Yabu in my opinion. Just chill out and focus on marrying your lovely husband with your new kiddie! I've been a bridesmaid so many times and really don't enjoy these breakfasts or brunches the next day - I just want to lounge around recovering from my hangover and eating a bacon sandwich. The breakfast just isn't a big deal - don't turn it into one. For your family it will be lovely but relax about the bridesmaids and give them wiggle room. Have a great wedding!

rookiemere · 10/05/2018 07:54

Bridesmaids are trying to save money. If the breakfast is an extension of the wedding then you should have paid for their rooms.
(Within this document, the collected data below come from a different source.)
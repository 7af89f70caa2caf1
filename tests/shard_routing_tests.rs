//! Name-range routing over the whole first-character space.

use std::sync::Arc;

use shardcat::shard::{route_for_create, RouteReason, Shard, ShardRouter};
use shardcat::storage::{MemoryBackend, NewProduct, StorageBackend};

#[test]
fn every_ascii_letter_routes_by_half() {
    for c in 'a'..='z' {
        for first in [c, c.to_ascii_uppercase()] {
            let route = route_for_create(&format!("{}rest", first)).unwrap();
            let expect = if c <= 'm' { Shard::Shard1 } else { Shard::Shard2 };
            assert_eq!(route.shard, expect, "name starting with {:?}", first);
            assert_ne!(route.reason, RouteReason::Default);
        }
    }
}

#[test]
fn non_letters_fall_back_to_shard1() {
    for name in ["0day", "_x", " space", "Émile", "ñandu", "Ωmega", "🍊 orange", "[bracket"] {
        let route = route_for_create(name).unwrap();
        assert_eq!((route.shard, route.reason), (Shard::Shard1, RouteReason::Default), "{}", name);
        assert_eq!(route.label(), "Shard1 (default)");
    }
    assert!(route_for_create("").is_err());
}

#[test]
fn boundary_letters() {
    assert_eq!(route_for_create("Mango").unwrap().label(), "Shard1 (A-M)");
    assert_eq!(route_for_create("nut").unwrap().label(), "Shard2 (N-Z)");
    assert_eq!(route_for_create("zz").unwrap().shard, Shard::Shard2);
    assert_eq!(route_for_create("a").unwrap().shard, Shard::Shard1);
}

#[test]
fn created_records_are_located_where_routed() {
    let s1 = MemoryBackend::new("shard1");
    let s2 = MemoryBackend::new("shard2");
    let router = ShardRouter::new(Arc::new(s1.clone()), Arc::new(s2.clone()));
    let names = ["Apple", "nectar", "42", "Zed", "kiwi", "Émile", "Mango", "Orange"];
    for name in names {
        let (p, route) = router.create(NewProduct::new(name, 1.0, 1)).unwrap();
        assert_eq!(router.locate(&p.id).unwrap().1, route.shard);
    }
    assert_eq!(s1.count().unwrap(), 5);
    assert_eq!(s2.count().unwrap(), 3);
    assert_eq!(router.list_all().unwrap().len(), names.len());
}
I would suggest just living with the situation now as trying to change it would be awkward for all.

Boulty · 10/05/2018 07:57

"inner circle"

the bridesmaids have paid for their own rooms! So if they want to double up it is up to them,

Sounds like you are being a bit OTT but you are pregnant and tired etc...weddings should be fun not stressful

ferrier · 10/05/2018 07:57

But they can’t police who actually sleeps in the rooms?
I give up.

Yes they can. It's an exclusive use arrangement.
I totally get you op.
Weddings involve many types of friends and relations. Having this couple at your breakfast would seem like gatecrashing. If I was one of this couple I would be really embarrassed to find myself in this situation.
So if I was you I'd contact the couple (don't leave it to the bridesmaids) and apologise that the bridesmaids didn't realise what the set up was, that it's close relations and bridal party only. Suggest somewhere else local perhaps.
The bridesmaids can still share but you do have one spare room to pay for or reallocate.